The aim of this project was:

  1. to report the primary end-point of radiographic OA progression, and
  2. to report HOS ADL scores at 38 months post-randomisation.

What was done:

Method:

  • Participants were randomised into 2 treatment groups:

In this RCT for FAIS, 222 participants (mean age 36.2 (18-60) years; 66% female) were randomised to have either hip arthroscopy with 4 post-operative physiotherapy sessions, or physiotherapy alone (maximum 8 sessions allowed but on average participants completed only 6 sessions).

Hip arthroscopy:

  • Labral/chondral surgery and bony reshaping (osteoplasty)
  • + Post Op Rehabilitation: 4 sessions
    • Focused on optimising ROM and graded return to activity
    • Active ROM, isometric exercise, stretching, exercise bike
    • Progress to strengthening and low impact exercise
    • Impact tasks introduced at 6 weeks
    • Sports-specific rehabilitation as appropriate

Physiotherapist Led Rehabilitation: 

  • Average of 6 sessions (max 8)
  • Included advice to avoid extremes of Flexion, Abduction, and Internal Rotation
  • Focused on muscle strengthening to improve core stability and movement control (no other specifics)
  • Encouraged a home exercise program (adherence unknown)

Key Findings:

The primary 38-month outcome of this RCT assessed change in minimum joint space width between groups, aiming to test if hip arthroscopy (with post-op rehab) slows the progression of hip osteoarthritis more than physiotherapy alone. The primary outcome measure to assess change in symptoms was the Hip Outcome Score (ADL subscore) - the HOS-ADL.

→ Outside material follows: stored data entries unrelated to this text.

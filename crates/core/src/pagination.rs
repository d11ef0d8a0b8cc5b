//! Pagination defaults and clamps shared by list endpoints.
//!
//! This module lives in `core` (zero internal deps) so the repository
//! layer and any future CLI tooling agree on the same limits.

/// Default number of rows per page.
pub const DEFAULT_PAGE_LIMIT: i64 = 20;

/// Maximum number of rows per page.
pub const MAX_PAGE_LIMIT: i64 = 100;

/// Clamp an optional caller-supplied limit into `[1, max]`.
pub fn clamp_limit(limit: Option<i64>, default: i64, max: i64) -> i64 {
    match limit {
        Some(l) if l < 1 => 1,
        Some(l) if l > max => max,
        Some(l) => l,
        None => default,
    }
}

/// Clamp an optional caller-supplied offset to be non-negative.
pub fn clamp_offset(offset: Option<i64>) -> i64 {
    offset.unwrap_or(0).max(0)
}

#[cfg(test)]
mod tests {
    use super::*;

    #[test]
    fn missing_limit_uses_default() {
        assert_eq!(clamp_limit(None, DEFAULT_PAGE_LIMIT, MAX_PAGE_LIMIT), 20);
    }

    #[test]
    fn oversized_limit_is_capped() {
        assert_eq!(clamp_limit(Some(10_000), DEFAULT_PAGE_LIMIT, MAX_PAGE_LIMIT), 100);
    }

    #[test]
    fn zero_and_negative_limits_become_one() {
        assert_eq!(clamp_limit(Some(0), DEFAULT_PAGE_LIMIT, MAX_PAGE_LIMIT), 1);
        assert_eq!(clamp_limit(Some(-5), DEFAULT_PAGE_LIMIT, MAX_PAGE_LIMIT), 1);
    }

    #[test]
    fn in_range_limit_passes_through() {
        assert_eq!(clamp_limit(Some(42), DEFAULT_PAGE_LIMIT, MAX_PAGE_LIMIT), 42);
    }

    #[test]
    fn offsets_never_go_negative() {
        assert_eq!(clamp_offset(None), 0);
        assert_eq!(clamp_offset(Some(-10)), 0);
        assert_eq!(clamp_offset(Some(30)), 30);
    }
}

1 of 12 Top Hip Papers of 2025

Summary:

  • Does hip arthroscopy for FAIS prevent OA? No significant difference in minimum Joint Space Width was seen between groups 38 months post hip arthroscopy or physio.
  • A Magnetic Resonance Imaging (MRI) scoring system (SHOMRI) showed there was more progressive joint degeneration in the physiotherapy group than in the arthroscopy group, although the clinical significance is unclear.
  • Surgery remained statistically superior to physio in reducing symptoms (HOS-ADL) at 3 years post-randomisation. However, the difference did not reach a threshold for clinical importance.

Limitations:

  • There was a high loss to follow up which introduces significant bias. There was no data available for around half of the participants for xray assessment and almost 30% did not have HOS-ADL score at 38months.
  • There were high cross-over rates, with 39% of the physio group crossing over to have surgery.
  • As noted by the authors, the physio intervention ‘does not necessarily reflect best practice, which may have influenced patient outcomes’. Only 6 treatments were received on average, with unknown compliance, no follow up and poor detail around the intervention provided.

Clinical Implications:

  • It is still uncertain if differences in joint health and patient rated outcomes between the groups equates to a meaningful therapeutic benefit for arthroscopy over physiotherapy in the longer term.
  • A trial of high-quality physiotherapy for FAIS is warranted.
  • The decision to operate for FAIS should be made around symptom improvement rather than prevention or delay of hip OA.

This RCT has been one of the best attempts so far to address the question of whether osteoplasties of the femoral neck or acetabulum are truly 'joint preservation' procedures. The outcomes are certainly not convincing here, with the authors concluding that at this point, the decision to operate for FAIS should be made around symptom improvement, rather than offered as a mechanism to prevent or slow the progression of hip osteoarthritis.

The large loss to follow up for the 38 month follow up highlights the difficulties of longer term studies, with 30-50% of participants unavailable for reassessment. This introduces substantial bias and makes it difficult to draw conclusions, because we don't know if a large proportion of those participants that did not return had a poor result, or alternately an excellent outcome.

The other major issue with surgery versus physio comparisons, is that 6 sessions of physio with no treatment details or compliance data, does not reflect 'best non-surgical practice.' In addition, the operative group received almost as many physio sessions, which does make comparisons unclear. This is a challenge for these types of studies, because post-operative rehabilitation is of course necessary and I would certainly recommend more than 4 sessions in a post surgical group, so neither of these scenarios may represent optimal care.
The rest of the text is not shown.